Well, ordinarily the sight of naval vessels in New York Harbor would be reason to celebrate. Instead this year, like last, Fleet Week in New York is bringing more jitters and it goes without saying extra security.

Festivities began today with a foggy parade of warships up the Hudson River and even though the cloud cover made them impossible to see, we are told that Air Force fighters were patrolling the skies above.

Welcome home to the fleet and yet another case of welcome back to the new normal. Another holiday weekend spent waiting for something to happen, hoping that it doesn't and planning for the worst, more on that side of things from CNN's Kelli Arena.

(BEGIN VIDEOTAPE)

ARENA (voice-over): In New York more patrols at bridges and tunnels. In Washington, antiaircraft missile batteries have been deployed and in Los Angeles, air travelers are subject to random searches. The country is on high alert, officials most concerned about a possible attack within the next two days but the head of the FBI says the intelligence is short on specifics.

ROBERT MUELLER, FBI DIRECTOR: I want to point out that we have no specificity as to targets. We have no specificity as to exact time.

ARENA: What officials do have is a high level of chatter or intercepted communications about possible attacks against the United States. Officials are hearing similar threat information from interrogations of people in custody.

But is an attack imminent? Officials say intelligence gathered since the bombings in Saudi Arabia suggest terrorists could strike in the "immediate future" but they quickly add the information points more toward the Gulf region than the United States.

ASA HUTCHINSON, HOMELAND SECURITY UNDERSECRETARY: There is concern worldwide as to the increased terrorist activity. We know that there is an interest in targeting the United States. Our security measures have been somewhat effective but we know that they continue to try to exploit any vulnerabilities.

ARENA: As a result, flight restrictions in the U.S. are in effect including the air space over large sports stadiums. There is more scrutiny at the nation's borders and an increased security presence in the nation's ports. A major concern remains soft targets like shopping malls or sports arenas, especially when there are a large number of people gathered.
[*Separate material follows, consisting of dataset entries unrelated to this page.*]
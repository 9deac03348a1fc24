//! Data layer — populates the cultivation registries at game startup.
//!
//! This plugin runs in OnEnter(GameState::Loading), reads the cultivation
//! config, fills `CultivationSettings` and `CropRegistry`, then transitions
//! the game into GameState::Playing.
//!
//! No other domain needs to seed these resources. All domain plugins can
//! safely read them once GameState has advanced past Loading.

pub mod config;
pub mod crops;

use bevy::prelude::*;
use std::path::PathBuf;

use crate::shared::*;
pub use config::{ConfigError, CultivationConfig, CONFIG_PATH};

pub struct DataPlugin {
    pub config_path: PathBuf,
}

impl Default for DataPlugin {
    fn default() -> Self {
        Self {
            config_path: PathBuf::from(CONFIG_PATH),
        }
    }
}

#[derive(Resource, Debug, Clone)]
struct ConfigPath(PathBuf);

impl Plugin for DataPlugin {
    fn build(&self, app: &mut App) {
        app.insert_resource(ConfigPath(self.config_path.clone()))
            .add_systems(OnEnter(GameState::Loading), load_all_data);
    }
}

/// A missing file is normal on a fresh checkout; anything else is worth a warning.
pub fn read_config(path: &std::path::Path) -> CultivationConfig {
    match CultivationConfig::load(path) {
        Ok(config) => config,
        Err(err) if err.is_missing_file() => {
            info!("[Data] No config at {}; using defaults", path.display());
            CultivationConfig::default()
        }
        Err(err) => {
            warn!("[Data] Ignoring {}: {err}", path.display());
            CultivationConfig::default()
        }
    }
}

fn load_all_data(
    path: Res<ConfigPath>,
    mut settings: ResMut<CultivationSettings>,
    mut crop_registry: ResMut<CropRegistry>,
    mut next_state: ResMut<NextState<GameState>>,
) {
    info!("[Data] Populating registries…");

    let config = read_config(&path.0);
    *settings = config.settings();
    crops::populate_crops(&mut crop_registry, &config.crops);
    info!(
        "[Data] Crops loaded: {}, rain chance {:.2}",
        crop_registry.crops.len(),
        settings.rain_chance
    );

    next_state.set(GameState::Playing);
}
//! Shared components, resources, events, and states for Sproutfield.
//!
//! This is the type contract. Every domain plugin imports from here.
//! No domain imports from any other domain directly, except through the
//! public farming API that collaborators are allowed to read.

use bevy::prelude::*;
use serde::{Deserialize, Serialize};
use std::collections::HashMap;
use std::path::PathBuf;

// ═══════════════════════════════════════════════════════════════════════
// GAME STATE — top-level state machine
// ═══════════════════════════════════════════════════════════════════════

#[derive(Debug, Clone, Copy, PartialEq, Eq, Hash, States, Default)]
pub enum GameState {
    #[default]
    Loading,
    Playing,
}

// ═══════════════════════════════════════════════════════════════════════
// GRID
// ═══════════════════════════════════════════════════════════════════════

/// A cell of the soil grid. Rows grow downward, columns to the right.
#[derive(Debug, Clone, Copy, PartialEq, Eq, Hash, PartialOrd, Ord, Serialize, Deserialize)]
pub struct GridPos {
    pub row: u32,
    pub col: u32,
}

impl GridPos {
    pub const fn new(row: u32, col: u32) -> Self {
        Self { row, col }
    }

    /// Top-left corner of the cell in map pixels.
    pub fn top_left(self) -> Vec2 {
        Vec2::new(self.col as f32 * TILE_SIZE, self.row as f32 * TILE_SIZE)
    }

    /// Centre of the cell in map pixels.
    pub fn center(self) -> Vec2 {
        self.top_left() + Vec2::splat(TILE_SIZE * 0.5)
    }

    /// Middle of the cell's bottom edge in map pixels.
    pub fn mid_bottom(self) -> Vec2 {
        self.top_left() + Vec2::new(TILE_SIZE * 0.5, TILE_SIZE)
    }
}

// ═══════════════════════════════════════════════════════════════════════
// TOOLS & CROPS
// ═══════════════════════════════════════════════════════════════════════

#[derive(Debug, Clone, Copy, PartialEq, Eq, Hash, Serialize, Deserialize)]
pub enum ToolKind {
    Hoe,
    WateringCan,
}

#[derive(Debug, Clone, Copy, PartialEq, Eq, Hash, Serialize, Deserialize)]
pub enum CropKind {
    Corn,
    Tomato,
}

impl CropKind {
    pub const ALL: [CropKind; 2] = [CropKind::Corn, CropKind::Tomato];

    /// Stable identifier used for asset folders and log lines.
    pub fn id(self) -> &'static str {
        match self {
            CropKind::Corn => "corn",
            CropKind::Tomato => "tomato",
        }
    }
}

/// Per-type growth parameters. Loaded from the cultivation config.
#[derive(Debug, Clone, PartialEq, Serialize, Deserialize)]
pub struct CropDef {
    pub kind: CropKind,
    pub name: String,
    /// Age gained per watered growth tick.
    pub growth_rate: f32,
    /// Number of growth-stage images; the last one is the harvestable stage.
    pub stages: u32,
    /// Vertical shift of the sprite's bottom edge from the soil's bottom edge (map pixels, y-down).
    pub y_offset: f32,
    pub frame_width: f32,
    pub frame_height: f32,
    /// Total horizontal shrink of the hitbox relative to the sprite.
    pub hitbox_inset: f32,
}

impl CropDef {
    pub fn max_age(&self) -> u32 {
        self.stages.saturating_sub(1)
    }

    pub fn frame_size(&self) -> Vec2 {
        Vec2::new(self.frame_width, self.frame_height)
    }
}

#[derive(Resource, Debug, Clone, Default)]
pub struct CropRegistry {
    pub crops: HashMap<CropKind, CropDef>,
}

impl CropRegistry {
    pub fn get(&self, kind: CropKind) -> Option<&CropDef> {
        self.crops.get(&kind)
    }
}

/// Tunables read from `assets/config/cultivation.ron` by the data domain.
#[derive(Resource, Debug, Clone, PartialEq)]
pub struct CultivationSettings {
    /// Probability that a new day starts with rain.
    pub rain_chance: f64,
    /// Seconds between growth ticks during the day; zero leaves growth to day end.
    pub growth_tick_seconds: f32,
    pub save_path: PathBuf,
}

impl Default for CultivationSettings {
    fn default() -> Self {
        Self {
            rain_chance: DEFAULT_RAIN_CHANCE,
            growth_tick_seconds: 0.0,
            save_path: PathBuf::from("saves/cultivation.json"),
        }
    }
}

/// Three chances in eleven.
pub const DEFAULT_RAIN_CHANCE: f64 = 3.0 / 11.0;

// ═══════════════════════════════════════════════════════════════════════
// WEATHER
// ═══════════════════════════════════════════════════════════════════════

/// Current weather as seen by gameplay. Rolled by the world domain; the save
/// domain puts it back when a snapshot is loaded.
#[derive(Resource, Debug, Clone, Default, Serialize, Deserialize)]
pub struct WeatherState {
    pub raining: bool,
    /// Days completed since the session started.
    pub day: u32,
}

// ═══════════════════════════════════════════════════════════════════════
// RENDER LAYERS
// ═══════════════════════════════════════════════════════════════════════

/// Draw order of the cultivation sprites, lowest first.
#[derive(Debug, Clone, Copy, PartialEq, Eq, Hash, Serialize, Deserialize)]
pub enum RenderLayer {
    Ground,
    Soil,
    SoilWater,
    GroundPlant,
    Main,
}

impl RenderLayer {
    pub fn z(self) -> f32 {
        match self {
            RenderLayer::Ground => 1.0,
            RenderLayer::Soil => 2.0,
            RenderLayer::SoilWater => 3.0,
            RenderLayer::GroundPlant => 6.0,
            RenderLayer::Main => 7.0,
        }
    }
}

// ═══════════════════════════════════════════════════════════════════════
// INPUT
// ═══════════════════════════════════════════════════════════════════════

/// This frame's actions, rebuilt from hardware input every PreUpdate.
#[derive(Resource, Debug, Clone, Default, PartialEq)]
pub struct PlayerInput {
    /// Cursor position in map pixels, if it is over the window.
    pub cursor: Option<Vec2>,
    /// Digit key pressed this frame, 0-based.
    pub hand_select: Option<usize>,
    pub use_hand: bool,
    pub harvest: bool,
    pub end_day: bool,
    pub toggle_rain: bool,
    pub quicksave: bool,
    pub quickload: bool,
}

#[derive(Resource, Debug, Clone)]
pub struct KeyBindings {
    pub harvest: KeyCode,
    pub end_day: KeyCode,
    pub toggle_rain: KeyCode,
    pub quicksave: KeyCode,
    pub quickload: KeyCode,
}

impl Default for KeyBindings {
    fn default() -> Self {
        Self {
            harvest: KeyCode::Space,
            end_day: KeyCode::KeyN,
            toggle_rain: KeyCode::KeyR,
            quicksave: KeyCode::F5,
            quickload: KeyCode::F9,
        }
    }
}

// ═══════════════════════════════════════════════════════════════════════
// EVENTS
// ═══════════════════════════════════════════════════════════════════════

/// A tool was swung at `target` (map pixels).
#[derive(Event, Debug, Clone)]
pub struct ToolUseEvent {
    pub tool: ToolKind,
    pub target: Vec2,
}

/// A seed of `crop` was used at `target` (map pixels).
#[derive(Event, Debug, Clone)]
pub struct PlantSeedEvent {
    pub crop: CropKind,
    pub target: Vec2,
}

/// The player tried to pick whatever grows at `target`.
#[derive(Event, Debug, Clone)]
pub struct HarvestAttemptEvent {
    pub target: Vec2,
}

/// One growth step for every crop.
#[derive(Event, Debug, Clone, Default)]
pub struct GrowthTickEvent;

/// The player slept; `day` is the day that just ended.
#[derive(Event, Debug, Clone)]
pub struct DayEndEvent {
    pub day: u32,
}

/// Sent by the world domain whenever `WeatherState::raining` flips.
#[derive(Event, Debug, Clone)]
pub struct WeatherChangedEvent {
    pub raining: bool,
}

/// Force the current weather from the debug rain key.
#[derive(Event, Debug, Clone)]
pub struct WeatherOverrideEvent {
    pub raining: bool,
}

#[derive(Event, Debug, Clone)]
pub struct CropHarvestedEvent {
    pub crop: CropKind,
    pub cell: GridPos,
}

#[derive(Event, Debug, Clone)]
pub struct PlaySfxEvent {
    pub sfx_id: String,
}

impl PlaySfxEvent {
    pub fn new(sfx_id: impl Into<String>) -> Self {
        Self { sfx_id: sfx_id.into() }
    }
}

// ═══════════════════════════════════════════════════════════════════════
// CONSTANTS
// ═══════════════════════════════════════════════════════════════════════

pub const TILE_SIZE: f32 = 64.0;
pub const SCREEN_WIDTH: f32 = 1280.0;
pub const SCREEN_HEIGHT: f32 = 720.0;

/// Map pixels are y-down; world space is y-up.
pub fn map_to_world(point: Vec2, z: f32) -> Vec3 {
    Vec3::new(point.x, -point.y, z)
}

pub fn world_to_map(point: Vec2) -> Vec2 {
    Vec2::new(point.x, -point.y)
}
//! `assets/config/cultivation.ron` — tunables for the cultivation subsystem.

use serde::{Deserialize, Serialize};
use std::path::{Path, PathBuf};
use thiserror::Error;

use crate::shared::*;
use super::crops::default_crops;

pub const CONFIG_PATH: &str = "assets/config/cultivation.ron";

#[derive(Debug, Error)]
pub enum ConfigError {
    #[error("cannot read {path}: {source}")]
    Io {
        path: PathBuf,
        #[source]
        source: std::io::Error,
    },
    #[error("malformed config: {0}")]
    Parse(#[from] ron::error::SpannedError),
    #[error("invalid config: {0}")]
    Invalid(String),
}

impl ConfigError {
    pub fn is_missing_file(&self) -> bool {
        matches!(self, ConfigError::Io { source, .. } if source.kind() == std::io::ErrorKind::NotFound)
    }
}

/// On-disk shape of the config. Every field is optional in the file.
#[derive(Debug, Clone, PartialEq, Serialize, Deserialize)]
#[serde(default)]
pub struct CultivationConfig {
    pub rain_chance: f64,
    pub growth_tick_seconds: f32,
    pub save_path: PathBuf,
    pub crops: Vec<CropDef>,
}

impl Default for CultivationConfig {
    fn default() -> Self {
        let settings = CultivationSettings::default();
        Self {
            rain_chance: settings.rain_chance,
            growth_tick_seconds: settings.growth_tick_seconds,
            save_path: settings.save_path,
            crops: default_crops(),
        }
    }
}

impl CultivationConfig {
    pub fn parse(text: &str) -> Result<Self, ConfigError> {
        let config: Self = ron::from_str(text)?;
        config.validate()?;
        Ok(config)
    }

    pub fn load(path: &Path) -> Result<Self, ConfigError> {
        let text = std::fs::read_to_string(path).map_err(|source| ConfigError::Io {
            path: path.to_path_buf(),
            source,
        })?;
        Self::parse(&text)
    }

    fn validate(&self) -> Result<(), ConfigError> {
        if !(0.0..=1.0).contains(&self.rain_chance) {
            return Err(ConfigError::Invalid(format!(
                "rain_chance {} is not a probability",
                self.rain_chance
            )));
        }
        if !(self.growth_tick_seconds >= 0.0 && self.growth_tick_seconds.is_finite()) {
            return Err(ConfigError::Invalid(format!(
                "growth_tick_seconds {} must be zero or positive",
                self.growth_tick_seconds
            )));
        }
        for def in &self.crops {
            if def.stages == 0 {
                return Err(ConfigError::Invalid(format!("crop {} has no stages", def.name)));
            }
            if !(def.growth_rate > 0.0 && def.growth_rate.is_finite()) {
                return Err(ConfigError::Invalid(format!(
                    "crop {} growth_rate {} must be positive",
                    def.name, def.growth_rate
                )));
            }
        }
        Ok(())
    }

    pub fn settings(&self) -> CultivationSettings {
        CultivationSettings {
            rain_chance: self.rain_chance,
            growth_tick_seconds: self.growth_tick_seconds,
            save_path: self.save_path.clone(),
        }
    }
}

#[cfg(test)]
mod tests {
    use super::*;

    #[test]
    fn empty_file_is_all_defaults() {
        assert_eq!(CultivationConfig::parse("()").unwrap(), CultivationConfig::default());
    }

    #[test]
    fn partial_file_keeps_other_defaults() {
        let config = CultivationConfig::parse("(rain_chance: 0.5, growth_tick_seconds: 2.0)").unwrap();
        assert_eq!(config.rain_chance, 0.5);
        assert_eq!(config.growth_tick_seconds, 2.0);
        assert_eq!(config.crops, default_crops());
        assert_eq!(config.save_path, PathBuf::from("saves/cultivation.json"));
    }

    #[test]
    fn crop_list_overrides_defaults() {
        let text = r#"(
            crops: [
                (
                    kind: Corn,
                    name: "Corn",
                    growth_rate: 0.5,
                    stages: 6,
                    y_offset: -16.0,
                    frame_width: 64.0,
                    frame_height: 96.0,
                    hitbox_inset: 26.0,
                ),
            ],
        )"#;
        let config = CultivationConfig::parse(text).unwrap();
        assert_eq!(config.crops.len(), 1);
        assert_eq!(config.crops[0].max_age(), 5);
        assert_eq!(config.crops[0].frame_height, 96.0);
    }

    #[test]
    fn syntax_errors_are_parse_errors() {
        let err = CultivationConfig::parse("(rain_chance: ").unwrap_err();
        assert!(matches!(err, ConfigError::Parse(_)), "{err}");
    }

    #[test]
    fn out_of_range_values_are_rejected() {
        assert!(matches!(
            CultivationConfig::parse("(rain_chance: 1.5)"),
            Err(ConfigError::Invalid(_))
        ));
        assert!(matches!(
            CultivationConfig::parse("(growth_tick_seconds: -1.0)"),
            Err(ConfigError::Invalid(_))
        ));
    }

    #[test]
    fn missing_file_is_reported_as_such() {
        let err = CultivationConfig::load(Path::new("does/not/exist.ron")).unwrap_err();
        assert!(err.is_missing_file());
    }

    #[test]
    fn shipped_config_parses() {
        let path = Path::new(env!("CARGO_MANIFEST_DIR")).join(CONFIG_PATH);
        let config = CultivationConfig::load(&path).unwrap();
        assert_eq!(config.crops.len(), CropKind::ALL.len());
    }
}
JIM WALSH, HARVARD UNIVERSITY: There is an endless number of soft targets. You can't predict where they're going to strike and you can't harden every target. There isn't enough money in the treasury to do that. So what you try to do is your prioritize. (END VIDEOTAPE)

ARENA: The FBI in a bulletin today warned state and local partners to remain vigilant, to keep watch for individuals who may be surveilling targets or obtaining explosive materials.

Now some officials say that they believe it is prudent to keep the level at orange at least through the Memorial Day festivities but that is a decision that is reconsidered daily -- Judy.

WOODRUFF: So, Kelli, the people that you're talking to, do they have a sense that there's just something lurking out there that they can't quite get their hands around even an ability to describe it?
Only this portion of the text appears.